Sakai Admin Guide - Verifying and Troubleshooting Your Sakai Installation

Verifying and Troubleshooting Your Sakai Installation

Verifying Your Installation

Whether you are performing your first install of Sakai or upgrading to a newer revision, it is advisable to test the functionality you care about after each round of configuration changes.

A good source of information for running a Sakai installation through its paces are the test scripts coming out of the QA Working Group. In all likelihood, you will want to test a subset of the functionality covered by the test scripts according to the tools and use cases at your site.

When you develop your local test protocol, you will want to exercise the full range of options in each of the tools you plan to support. This will help uncover configuration issues local to your institutions. It may also help you build familiarity with known bugs and workarounds with your version of Sakai.

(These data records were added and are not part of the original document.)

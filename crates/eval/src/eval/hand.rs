// Copyright (C) 2025 Vince Vasta
// SPDX-License-Identifier: Apache-2.0

//! Evaluated hands and their comparison.
use serde::{Deserialize, Serialize};
use std::{cmp::Ordering, fmt};

use showdown_cards::Card;

use super::{HandCategory, detect_category, select_best_five};

/// The best hand made with 5 to 7 cards.
///
/// Hands are compared with [compare], so two hands with the same strength
/// are equal even if they are made of different cards or suits.
#[derive(Debug, Clone, Copy, Serialize, Deserialize)]
pub struct EvaluatedHand {
    category: HandCategory,
    cards: [Card; 5],
}

impl EvaluatedHand {
    /// Creates a hand from a category and its five cards.
    ///
    /// The cards order must be the one produced by [select_best_five].
    pub fn new(category: HandCategory, cards: [Card; 5]) -> Self {
        Self { category, cards }
    }

    /// Evaluates the best hand that can be made with 5 to 7 cards.
    ///
    /// Panics if there are less than 5 cards.
    pub fn eval(cards: &[Card]) -> Self {
        assert!(cards.len() >= 5, "A hand needs at least 5 cards");

        let category = detect_category(cards);
        let best = select_best_five(cards, category).expect("A detected category is selectable");
        Self::new(category, best)
    }

    /// The hand category.
    pub fn category(&self) -> HandCategory {
        self.category
    }

    /// The five cards that make the hand.
    pub fn cards(&self) -> &[Card; 5] {
        &self.cards
    }

    fn values(&self) -> [u8; 5] {
        self.cards.map(|c| c.rank().value())
    }

    fn values_descending(&self) -> [u8; 5] {
        let mut values = self.values();
        values.sort_unstable_by(|a, b| b.cmp(a));
        values
    }

    /// The straight high card value, a wheel (A-2-3-4-5) is five high.
    fn straight_high(&self) -> u8 {
        match self.values_descending() {
            [14, 5, 4, 3, 2] => 5,
            [high, ..] => high,
        }
    }
}

/// Compares two hands.
///
/// Hands are compared by category first, hands with the same category are
/// compared by their straight high card for straights, by their ranks in
/// descending order for flushes and high cards, and by their ranks in hand
/// order for the other categories so that groups are compared before kickers.
/// Suits never break ties.
pub fn compare(a: &EvaluatedHand, b: &EvaluatedHand) -> Ordering {
    a.category.cmp(&b.category).then_with(|| match a.category {
        HandCategory::Straight | HandCategory::StraightFlush => {
            a.straight_high().cmp(&b.straight_high())
        }
        HandCategory::Flush | HandCategory::HighCard => {
            a.values_descending().cmp(&b.values_descending())
        }
        HandCategory::FourOfAKind
        | HandCategory::FullHouse
        | HandCategory::ThreeOfAKind
        | HandCategory::TwoPair
        | HandCategory::OnePair => a.values().cmp(&b.values()),
    })
}

impl PartialEq for EvaluatedHand {
    fn eq(&self, other: &Self) -> bool {
        compare(self, other).is_eq()
    }
}

impl Eq for EvaluatedHand {}

impl PartialOrd for EvaluatedHand {
    fn partial_cmp(&self, other: &Self) -> Option<Ordering> {
        Some(self.cmp(other))
    }
}

impl Ord for EvaluatedHand {
    fn cmp(&self, other: &Self) -> Ordering {
        compare(self, other)
    }
}

impl fmt::Display for EvaluatedHand {
    fn fmt(&self, f: &mut fmt::Formatter<'_>) -> fmt::Result {
        let [c1, c2, c3, c4, c5] = self.cards;
        write!(f, "{} [{c1} {c2} {c3} {c4} {c5}]", self.category)
    }
}
// Copyright (C) 2025 Vince Vasta
// SPDX-License-Identifier: Apache-2.0

//! Poker hand evaluator.
//!
//! The evaluation of a Hold'em hand is done in two steps: [detect_category]
//! finds the strongest category that can be made with the seven cards, and
//! [select_best_five] picks the five cards that make that category ordered so
//! that they can be compared with [compare].
//!
//! Detection alone is useful when only the category is needed, see
//! [evaluate], while [best_five] returns an [EvaluatedHand] with both the
//! category and the cards, useful to compare hands and to show a winning hand.

mod category;
pub use category::{HandCategory, HandStats, detect_category};

mod hand;
pub use hand::{EvaluatedHand, compare};

mod select;
pub use select::select_best_five;

use showdown_cards::Card;

use crate::{CardSet, Result};

/// Evaluates the category of the best hand made with two hole cards and five
/// board cards.
pub fn evaluate(hole: &[Card], board: &[Card]) -> Result<HandCategory> {
    let cards = seven_cards(hole, board)?;
    Ok(detect_category(&cards))
}

/// Evaluates the best hand made with two hole cards and five board cards.
pub fn best_five(hole: &[Card], board: &[Card]) -> Result<EvaluatedHand> {
    let cards = seven_cards(hole, board)?;
    Ok(EvaluatedHand::eval(&cards))
}

fn seven_cards(hole: &[Card], board: &[Card]) -> Result<[Card; 7]> {
    CardSet::Hole.check(hole)?;
    CardSet::Board.check(board)?;

    let mut cards = [board[0]; 7];
    cards[..2].copy_from_slice(hole);
    cards[2..].copy_from_slice(board);
    Ok(cards)
}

In addition to having your test users record problems that occur using a methodology like the critical incident technique, you should pay close attention to messages that appear in the tomcat system log (usually TOMCAT_HOME/logs/catalina.out).

Once you have verified functionality, go through the Sakai Admin Guide - Load Balancing and Scaling and Sakai Admin Guide - JVM Tuning sections of the admin guide for information on making sure your instance is configured to perform reliably under load.

Automated Verification of Your Installation

Some groups have had positive experiences using Selenium to perform automated tests on a Sakai installation. For more information, see one of the following links:

Troubleshooting Your Installation

When you encounter an unexpected behavior with your Sakai installation, there are a handful of sources of information that can help you diagnose the problem:

  1. Any onscreen messages
  2. Your tomcat logs (usually TOMCAT_HOME/catalina.out)
  3. Any component logs (such as that generated by James)
  4. The SakaiPedia and other Sakai Confluence pages
  5. The Sakai JIRA bug database
  6. Searching the archives of tool-specific mailing lists (such as OSP)
  7. Searching the sakai-dev gmane archives (for general problems)

If there are no stack traces or error messages, you may find it useful to increase the verbosity of logging. The log levels in Sakai can be changed by adding log.config directives to your sakai.properties file as specified here:
http://confluence.sakaiproject.org/confluence/display/BOOT/Controlling+logging+from+sakai.properties

If you reach the point where you have searched other sources of infomration and are asking the sakai-dev list for help, please make sure you provide:

  • Minimal details about your installation (Platform, OS, Sakai version, Java version, Tomcat version)
  • A description of the problem behavior and the steps required to reproduce
  • The text of any on-screen error messages you received
  • The text of the stack trace(s) recorded in your log files.

If you are able to verify that the problem is not an existing open bug and that it's not a local configuration problem, best practice is to report the bug using JIRA.